- [Instructions to follow] List every line below containing "control".

- [Data extract]
....

/// Format the table as aligned text
///
/// Tasks are numbered in the `#` column from 1, skipping headings; `set`
/// takes the same numbers.
pub fn format_table(table: &TableView, tty: bool, terminal_width: usize) -> String {
    let mut output = String::new();

    if table.header.is_empty() {
        for row in &table.rows {
            if let PresentationRow::Empty { message, .. } = row {
                output.push_str(message);
                output.push('\n');
            }
        }
        return output;
    }

    let mut labels = vec![ROW_NUMBER_LABEL.to_string()];
    labels.extend(table.header.iter().map(|c| c.name.clone()));

    let data: Vec<Option<Vec<String>>> = table
        .rows
        .iter()
        .map(|row| match row {
            PresentationRow::Task { number, cells, .. } => {
                let mut values = vec![number.to_string()];
                values.extend(cells.iter().map(cell_display));
                Some(values)
            }
            _ => None,
        })
        .collect();

    let mut widths: Vec<usize> = labels.iter().map(|l| l.chars().count().max(1)).collect();
    for values in data.iter().flatten() {
        for (idx, value) in values.iter().enumerate() {
            widths[idx] = widths[idx].max(value.chars().count());
        }
    }

    let description = table
        .header
        .iter()
        .position(|c| c.role == ColumnRole::Description)
        .map(|idx| idx + 1);
    fit_widths(&mut widths, description, terminal_width);
    let line_width = total_width(&widths);

    let header_line: Vec<String> = labels
        .iter()
        .zip(&widths)
        .map(|(label, width)| format!("{:<width$}", truncate(label, *width), width = width))
        .collect();
    output.push_str(&bold_if_tty(header_line.join(" ").trim_end(), tty));
    output.push('\n');
    let separator: Vec<String> = widths.iter().map(|w| "─".repeat(*w)).collect();
    output.push_str(&separator.join(" "));
    output.push('\n');

    for (row, values) in table.rows.iter().zip(&data) {
        match (row, values) {
            (PresentationRow::Task { cells, .. }, Some(values)) => {
                let mut line = Vec::with_capacity(values.len());
                for (idx, value) in values.iter().enumerate() {
                    let width = widths[idx];
                    let padded = format!("{:<width$}", truncate(value, width), width = width);
                    let formatted = match idx.checked_sub(1).and_then(|i| cells.get(i)) {
                        None => bold_if_tty(&padded, tty),
                        Some(Cell::Status { control, .. }) => {
                            color_if_tty(&padded, status_color(control.active), tty)
                        }
                        Some(_) => padded,
                    };
                    line.push(formatted);
                }
                output.push_str(line.join(" ").trim_end());
            }
            (PresentationRow::Section { glyph, title, .. }, _) => {
                let text = if glyph.is_empty() {
                    title.clone()
                } else {
                    format!("{} {}", glyph, title)
                };
                output.push_str(&bold_if_tty(&truncate(&text, line_width), tty));
            }
            (PresentationRow::Empty { message, .. }, _) => {
                output.push_str(&truncate(message, line_width.max(message.chars().count())));
            }
            (PresentationRow::Task { .. }, None) => {}
        }
        output.push('\n');
    }

    output
}

fn format_choices(list: &FilterOptionList, selected: Option<&str>) -> String {
    list.choices
        .iter()
        .map(|choice| match choice {
            FilterChoice::All if selected.is_none() => "[all]".to_string(),
            FilterChoice::All => "all".to_string(),
            FilterChoice::Value(v) if selected == Some(v.as_str()) => format!("[{}]", v),
            FilterChoice::Value(v) => v.clone(),
        })
        .collect::<Vec<_>>()
        .join(" | ")
}
use std::path::{Path, PathBuf};

use anyhow::{Context, Result};

use crate::sources::SourcesLocation;
use crate::store::{DirStore, HttpStore, RowStore};

/// Storage API the dashboard reads from when nothing else is configured
pub const DEFAULT_API_URL: &str = "https://api.steinhq.com/v1/storages/698b2a6baffba40a624b12de";

/// Where rows are read from and written to
#[derive(Debug, Clone, PartialEq, Eq)]
pub enum StoreLocation {
    Api(String),
    Directory(PathBuf),
}

/// Settings resolved from `~/.sheetdash/rc`
///
/// The rc file holds `key=value` lines:
///
/// ```text
/// api.url=https://api.example.com/v1/storages/<id>
/// data.location=./snapshots
/// sources.location=./config.json
/// source.default=Tache du jour
/// ```
#[derive(Debug, Clone, PartialEq, Eq)]
pub struct Settings {
    pub store: StoreLocation,
    pub sources: SourcesLocation,
    pub default_source: Option<String>,
}

impl Settings {
    /// Get the configuration directory
    pub fn config_dir() -> Result<PathBuf> {
        let home = dirs::home_dir().context("Could not determine home directory")?;
        Ok(home.join(".sheetdash"))
    }

    /// Get the configuration file path
    pub fn config_path() -> Result<PathBuf> {
        Ok(Self::config_dir()?.join("rc"))
    }

    /// Settings with nothing configured
    pub fn defaults(config_dir: &Path) -> Self {
        Self {
            store: StoreLocation::Api(DEFAULT_API_URL.to_string()),
            sources: SourcesLocation::File(config_dir.join("config.json")),
            default_source: None,
        }
    }

    /// Load settings from the rc file, or defaults if it does not exist
    pub fn load() -> Result<Self> {
        let config_path = Self::config_path()?;
        let config_dir = Self::config_dir()?;

        if !config_path.exists() {
            return Ok(Self::defaults(&config_dir));
        }

        let text = std::fs::read_to_string(&config_path)
            .with_context(|| format!("Failed to read config file: {}", config_path.display()))?;
        Ok(Self::parse(&text, &config_dir))
    }

    /// Parse rc file contents; relative paths resolve against `config_dir`
    pub fn parse(text: &str, config_dir: &Path) -> Self {
        let mut settings = Self::defaults(config_dir);
        let mut api_url: Option<String> = None;
        let mut data_location: Option<PathBuf> = None;

        for line in text.lines() {
            let line = line.trim();
            if line.is_empty() || line.starts_with('#') {
                continue;
            }
            let Some((key, value)) = line.split_once('=') else {
                log::warn!("Ignoring malformed config line: {}", line);
                continue;
            };
            let value = value.trim();

            match key.trim() {
                "api.url" => api_url = Some(value.to_string()),
                "data.location" => data_location = Some(resolve_path(config_dir, value)),
                "sources.location" => {
                    settings.sources = match SourcesLocation::parse(value) {
                        SourcesLocation::File(_) => SourcesLocation::File(resolve_path(config_dir, value)),
                        url => url,
                    }
                }
                "source.default" => {
                    if !value.is_empty() {
                        settings.default_source = Some(value.to_string());
                    }
                }
                other => log::warn!("Unknown config key: {}", other),
            }
        }

        // A snapshot directory takes precedence over the API
        settings.store = match (data_location, api_url) {
            (Some(dir), _) => StoreLocation::Directory(dir),
            (None, Some(url)) => StoreLocation::Api(url),
            (None, None) => settings.store,
        };

        settings
    }

    /// Open the configured row store
    pub fn open_store(&self) -> Result<Box<dyn RowStore>> {
        match &self.store {
            StoreLocation::Api(url) => {
                let store = HttpStore::new(url).context("Failed to configure storage API")?;
                Ok(Box::new(store))
            }
            StoreLocation::Directory(dir) => Ok(Box::new(DirStore::new(dir.clone()))),
        }
    }
}

fn resolve_path(config_dir: &Path, value: &str) -> PathBuf {
    let path = PathBuf::from(value);
    if path.is_relative() {
        config_dir.join(path)
    } else {
        path
    }
}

....

- [Output for this task]
                        Some(Cell::Status { control, .. }) => {
                            color_if_tty(&padded, status_color(control.active), tty)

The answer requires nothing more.